TASK REQUIREMENTS:
Could you set down exactly the lines in the records below between the line holding "- Other text" and the line holding "the grid independently.", inclusive?

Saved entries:
:::::

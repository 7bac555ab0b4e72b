//! pdf2xlsx-core: Backend-independent data types and algorithms.
//!
//! This crate turns raw table cells extracted from a PDF into the grid that
//! ends up in the spreadsheet:
//!
//! - [`normalize`]: whitespace tokenization of text cells and re-encoding as a
//!   `", "`-joined string
//! - [`grid`]: flattening all extracted tables into one rectangular [`Grid`]
//! - [`expand`]: unzipping multi-valued cells into consecutive output rows
//! - [`coerce`]: all-or-nothing numeric reinterpretation per column
//!
//! It has no external dependencies.

pub mod coerce;
pub mod expand;
pub mod grid;
pub mod normalize;
pub mod value;

pub use coerce::{CoercedGrid, coerce_column, coerce_columns};
pub use expand::{expand_row, expand_rows, split_cell};
pub use grid::{Grid, RawTable, Row, assemble_grid};
pub use normalize::{SEPARATOR, Token, encode_tokens, normalize_cell, tokenize};
pub use value::{
    CellValue, Number, NumberParseError, ascii_numeral, format_float, parse_as_number,
};

/// Run the in-memory part of the pipeline: assemble, expand, coerce.
///
/// Page and table boundaries are not retained; every row of every table is
/// concatenated in the order given.
pub fn transform<I>(tables: I) -> CoercedGrid
where
    I: IntoIterator<Item = RawTable>,
{
    let grid = assemble_grid(tables);
    coerce_columns(expand_rows(grid))
}
//! Row expansion.
//!
//! Each cell is decoded into a list of values by splitting on
//! [`SEPARATOR`]; each row then becomes as many output rows as its longest
//! list, with position `j` of every list feeding output row `j`.
//!
//! The separator is matched literally. Text that happens to contain `", "`
//! in the source PDF is split as well; there is no way to tell it apart from
//! an encoded multi-value cell.

use crate::grid::{Grid, Row};
use crate::normalize::SEPARATOR;
use crate::value::CellValue;

/// Decode one encoded cell into its list of values.
///
/// Text containing [`SEPARATOR`] is split into two or more text values
/// (no numeric re-parsing). Anything else becomes a one-element list holding
/// the value unchanged.
pub fn split_cell(cell: CellValue) -> Vec<CellValue> {
    match cell {
        CellValue::Text(text) if text.contains(SEPARATOR) => {
            text.split(SEPARATOR).map(CellValue::text).collect()
        }
        other => vec![other],
    }
}

/// Expand one row into one or more rows.
///
/// The number of output rows is the longest split list in the row, and at
/// least 1 (a row without columns still yields one empty row). Shorter lists
/// contribute [`CellValue::Absent`] past their end.
pub fn expand_row(row: Row) -> Vec<Row> {
    let mut lists: Vec<_> = row
        .into_iter()
        .map(|cell| split_cell(cell).into_iter())
        .collect();
    let max_len = lists.iter().map(ExactSizeIterator::len).max().unwrap_or(1);

    (0..max_len)
        .map(|_| {
            lists
                .iter_mut()
                .map(|values| values.next().unwrap_or_default())
                .collect()
        })
        .collect()
}

/// Expand every row of the grid, preserving source-row order.
pub fn expand_rows(grid: Grid) -> Grid {
    let rows: Vec<Row> = grid.into_rows().into_iter().flat_map(expand_row).collect();
    Grid::from_rows(rows)
}
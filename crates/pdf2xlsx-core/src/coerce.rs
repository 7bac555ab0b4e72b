//! Per-column numeric coercion.
//!
//! Values that went through normalization and expansion are text again.
//! A column is turned back into numbers only when every value in it is
//! compatible with a number; otherwise it is left exactly as it was.
//!
//! Compatibility rules:
//! - [`CellValue::Absent`] and blank text are missing values and compatible.
//! - [`CellValue::Number`] is compatible.
//! - Other text must satisfy [`parse_as_number`].
//!
//! A coerced column holds one numeric type: integers are widened to floats
//! when the column also holds a float or a missing value. A column with no
//! numeric value at all is left untouched.

use crate::grid::{Grid, Row};
use crate::value::{CellValue, Number, NumberParseError, parse_as_number};

/// The result of [`coerce_columns`].
#[derive(Debug, Clone, PartialEq, Default)]
pub struct CoercedGrid {
    /// The grid with numeric columns replaced.
    pub grid: Grid,
    /// Indices of the columns that were coerced, ascending.
    pub numeric_columns: Vec<usize>,
}

/// `Ok(None)` for a missing value, `Ok(Some(_))` for a number.
fn classify(value: &CellValue) -> Result<Option<Number>, NumberParseError> {
    match value {
        CellValue::Absent => Ok(None),
        CellValue::Number(n) => Ok(Some(*n)),
        CellValue::Text(t) if t.trim().is_empty() => Ok(None),
        CellValue::Text(t) => parse_as_number(t).map(Some),
    }
}

/// Try to coerce one column.
///
/// Returns the replacement values, or `None` if the column must stay as is.
pub fn coerce_column<'a, I>(values: I) -> Option<Vec<CellValue>>
where
    I: IntoIterator<Item = &'a CellValue>,
{
    let parsed: Vec<Option<Number>> = values
        .into_iter()
        .map(classify)
        .collect::<Result<_, _>>()
        .ok()?;

    if parsed.iter().all(Option::is_none) {
        return None;
    }

    let widen = parsed.iter().any(|n| n.is_none_or(Number::is_float));

    Some(
        parsed
            .into_iter()
            .map(|n| match n {
                None => CellValue::Absent,
                Some(n) if widen => CellValue::Number(Number::Float(n.as_f64())),
                Some(n) => CellValue::Number(n),
            })
            .collect(),
    )
}

/// Coerce every column of the grid independently.
pub fn coerce_columns(grid: Grid) -> CoercedGrid {
    let width = grid.width();
    let mut rows: Vec<Row> = grid.into_rows();
    let mut numeric_columns = Vec::new();

    for col in 0..width {
        let Some(values) = coerce_column(rows.iter().map(|row| &row[col])) else {
            continue;
        };
        for (row, value) in rows.iter_mut().zip(values) {
            row[col] = value;
        }
        numeric_columns.push(col);
    }

    CoercedGrid {
        grid: Grid::from_rows(rows),
        numeric_columns,
    }
}
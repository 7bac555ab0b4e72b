//! Run configuration.

use std::ops::RangeInclusive;
use std::path::{Path, PathBuf};

use pdfplumber::TableSettings;

/// Extension of the written workbook.
pub const OUTPUT_EXTENSION: &str = "xlsx";

/// Everything a single conversion run needs.
#[derive(Debug, Clone)]
pub struct ConvertConfig {
    /// PDF to read.
    pub input: PathBuf,
    /// Workbook to write. Its parent directory is created if missing.
    pub output: PathBuf,
    /// Table detection settings passed to the extractor.
    pub table_settings: TableSettings,
    /// Inclusive 0-indexed page spans to read. `None` reads every page.
    pub pages: Option<Vec<RangeInclusive<usize>>>,
}

impl ConvertConfig {
    /// Create a config with default table settings, reading every page.
    pub fn new(input: impl Into<PathBuf>, output: impl Into<PathBuf>) -> Self {
        Self {
            input: input.into(),
            output: output.into(),
            table_settings: TableSettings::default(),
            pages: None,
        }
    }

    /// Replace the table detection settings.
    pub fn with_table_settings(mut self, settings: TableSettings) -> Self {
        self.table_settings = settings;
        self
    }

    /// Restrict the run to the given 0-indexed page spans.
    pub fn with_pages(mut self, pages: Option<Vec<RangeInclusive<usize>>>) -> Self {
        self.pages = pages;
        self
    }
}

/// Where input PDFs are looked up and where workbooks are written.
#[derive(Debug, Clone, PartialEq, Eq)]
pub struct PathLayout {
    /// Directory user-supplied file names are resolved against.
    pub input_dir: PathBuf,
    /// Directory the workbook is written to.
    pub output_dir: PathBuf,
}

impl Default for PathLayout {
    fn default() -> Self {
        Self {
            input_dir: PathBuf::from("input"),
            output_dir: PathBuf::from("output"),
        }
    }
}

impl PathLayout {
    /// Create a layout from explicit directories.
    pub fn new(input_dir: impl Into<PathBuf>, output_dir: impl Into<PathBuf>) -> Self {
        Self {
            input_dir: input_dir.into(),
            output_dir: output_dir.into(),
        }
    }

    /// Resolve a file name into a run configuration.
    ///
    /// The input is `input_dir/<name>`; the output is
    /// `output_dir/<base name without extension>.xlsx`. An absolute name
    /// replaces the input directory entirely.
    pub fn resolve(&self, file_name: &str) -> ConvertConfig {
        let input = self.input_dir.join(file_name.trim());
        let output = self.output_dir.join(output_file_name(&input));
        ConvertConfig::new(input, output)
    }
}

fn output_file_name(input: &Path) -> String {
    let stem = input
        .file_stem()
        .map(|s| s.to_string_lossy().into_owned())
        .unwrap_or_default();
    format!("{stem}.{OUTPUT_EXTENSION}")
}
mod cli;
mod convert_cmd;
mod logging;
mod page_range;
mod prompt;

use clap::Parser;
use cli::Cli;

fn main() {
    let cli = Cli::parse();
    logging::init(cli.verbose);

    if let Err(code) = convert_cmd::run(&cli) {
        std::process::exit(code);
    }
}
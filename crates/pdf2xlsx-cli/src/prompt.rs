use std::io::{BufRead, Write};

pub const PROMPT: &str = "Enter PDF file name: ";

/// Ask for the PDF file name on `output` and read one line from `input`.
///
/// The answer is trimmed. End of input or a blank answer is an error.
pub fn ask_file_name<R: BufRead, W: Write>(input: &mut R, output: &mut W) -> Result<String, String> {
    write!(output, "{PROMPT}").map_err(|e| format!("failed to write prompt: {e}"))?;
    output
        .flush()
        .map_err(|e| format!("failed to write prompt: {e}"))?;

    let mut line = String::new();
    let read = input
        .read_line(&mut line)
        .map_err(|e| format!("failed to read file name: {e}"))?;
    if read == 0 {
        return Err("no file name given".to_string());
    }

    let name = line.trim();
    if name.is_empty() {
        return Err("no file name given".to_string());
    }
    Ok(name.to_string())
}
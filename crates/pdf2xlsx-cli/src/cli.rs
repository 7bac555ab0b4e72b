use std::path::PathBuf;

use clap::{ArgAction, Parser, ValueEnum};

/// Convert the tables of a PDF document into an xlsx workbook.
///
/// Without a FILE argument the file name is read from standard input and
/// looked up in the input directory. The workbook is written to the output
/// directory under the same stem with an .xlsx extension.
#[derive(Debug, Parser)]
#[command(name = "pdf2xlsx", about, version)]
pub struct Cli {
    /// PDF file name inside the input directory (prompted for when omitted)
    #[arg(value_name = "FILE")]
    pub file: Option<String>,

    /// Directory the PDF is read from
    #[arg(long, value_name = "DIR", default_value = "input")]
    pub input_dir: PathBuf,

    /// Directory the workbook is written to
    #[arg(long, value_name = "DIR", default_value = "output")]
    pub output_dir: PathBuf,

    /// Table detection strategy
    #[arg(long, value_enum, default_value_t = TableStrategy::Lattice)]
    pub strategy: TableStrategy,

    /// Page range (e.g. '1,3-5'). Default: all pages
    #[arg(long)]
    pub pages: Option<String>,

    /// Increase log verbosity (-v info, -vv debug)
    #[arg(short, long, action = ArgAction::Count)]
    pub verbose: u8,
}

/// Table detection strategy.
#[derive(Debug, Clone, Copy, PartialEq, Eq, ValueEnum)]
pub enum TableStrategy {
    /// Detect tables using visible lines and rect edges
    Lattice,
    /// Detect tables from text alignment patterns
    Stream,
}

#[cfg(test)]
mod tests {
    use super::*;

    #[test]
    fn defaults_match_fixed_layout() {
        let cli = Cli::parse_from(["pdf2xlsx"]);
        assert_eq!(cli.file, None);
        assert_eq!(cli.input_dir, PathBuf::from("input"));
        assert_eq!(cli.output_dir, PathBuf::from("output"));
        assert_eq!(cli.strategy, TableStrategy::Lattice);
        assert_eq!(cli.pages, None);
        assert_eq!(cli.verbose, 0);
    }

    #[test]
    fn all_options() {
        let cli = Cli::parse_from([
            "pdf2xlsx",
            "report.pdf",
            "--input-dir",
            "in",
            "--output-dir",
            "out",
            "--strategy",
            "stream",
            "--pages",
            "1,3-5",
            "-vv",
        ]);
        assert_eq!(cli.file.as_deref(), Some("report.pdf"));
        assert_eq!(cli.input_dir, PathBuf::from("in"));
        assert_eq!(cli.output_dir, PathBuf::from("out"));
        assert_eq!(cli.strategy, TableStrategy::Stream);
        assert_eq!(cli.pages.as_deref(), Some("1,3-5"));
        assert_eq!(cli.verbose, 2);
    }

    #[test]
    fn unknown_strategy_rejected() {
        assert!(Cli::try_parse_from(["pdf2xlsx", "--strategy", "magic"]).is_err());
    }
}
//! pdf2xlsx: Convert tables found in PDF documents into an xlsx workbook.
//!
//! This is the public API facade crate. It re-exports the algorithms from
//! pdf2xlsx-core and wires them between a table extractor and a spreadsheet
//! writer.
//!
//! # Architecture
//!
//! - **pdf2xlsx-core**: normalization, grid assembly, row expansion, coercion
//! - **pdf2xlsx** (this crate): extractor seam over `pdfplumber`, xlsx
//!   writer, run configuration and the pipeline
//!
//! # Example
//!
//! ```ignore
//! let config = PathLayout::default().resolve("report.pdf");
//! let summary = pdf2xlsx::convert(&config)?;
//! println!("{} rows written to {}", summary.output_rows, summary.output.display());
//! ```

mod config;
mod error;
mod extract;
mod pipeline;
mod xlsx;

pub use config::{ConvertConfig, OUTPUT_EXTENSION, PathLayout};
pub use error::{ConvertError, Result};
pub use extract::{ExtractedPage, PdfplumberExtractor, TableExtractor, select_pages};
pub use pipeline::{ConversionSummary, convert, convert_with};
pub use xlsx::{SpreadsheetWriter, XlsxWriter, column_name, escape_xml};

pub use pdf2xlsx_core::{
    CellValue, CoercedGrid, Grid, Number, RawTable, Row, assemble_grid, coerce_columns,
    expand_rows, normalize_cell, transform,
};
pub use pdfplumber::{Strategy, TableSettings};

:::::

RESULT OF THE EXERCISE:
//! - Other text must satisfy [`parse_as_number`].
//!
//! A coerced column holds one numeric type: integers are widened to floats
//! when the column also holds a float or a missing value. A column with no
//! numeric value at all is left untouched.

use crate::grid::{Grid, Row};
use crate::value::{CellValue, Number, NumberParseError, parse_as_number};

/// The result of [`coerce_columns`].
#[derive(Debug, Clone, PartialEq, Default)]
pub struct CoercedGrid {
    /// The grid with numeric columns replaced.
    pub grid: Grid,
    /// Indices of the columns that were coerced, ascending.
    pub numeric_columns: Vec<usize>,
}

/// `Ok(None)` for a missing value, `Ok(Some(_))` for a number.
fn classify(value: &CellValue) -> Result<Option<Number>, NumberParseError> {
    match value {
        CellValue::Absent => Ok(None),
        CellValue::Number(n) => Ok(Some(*n)),
        CellValue::Text(t) if t.trim().is_empty() => Ok(None),
        CellValue::Text(t) => parse_as_number(t).map(Some),
    }
}

/// Try to coerce one column.
///
/// Returns the replacement values, or `None` if the column must stay as is.
pub fn coerce_column<'a, I>(values: I) -> Option<Vec<CellValue>>
where
    I: IntoIterator<Item = &'a CellValue>,
{
    let parsed: Vec<Option<Number>> = values
        .into_iter()
        .map(classify)
        .collect::<Result<_, _>>()
        .ok()?;

    if parsed.iter().all(Option::is_none) {
        return None;
    }

    let widen = parsed.iter().any(|n| n.is_none_or(Number::is_float));

    Some(
        parsed
            .into_iter()
            .map(|n| match n {
                None => CellValue::Absent,
                Some(n) if widen => CellValue::Number(Number::Float(n.as_f64())),
                Some(n) => CellValue::Number(n),
            })
            .collect(),
    )
}

/// Coerce every column of the grid independently.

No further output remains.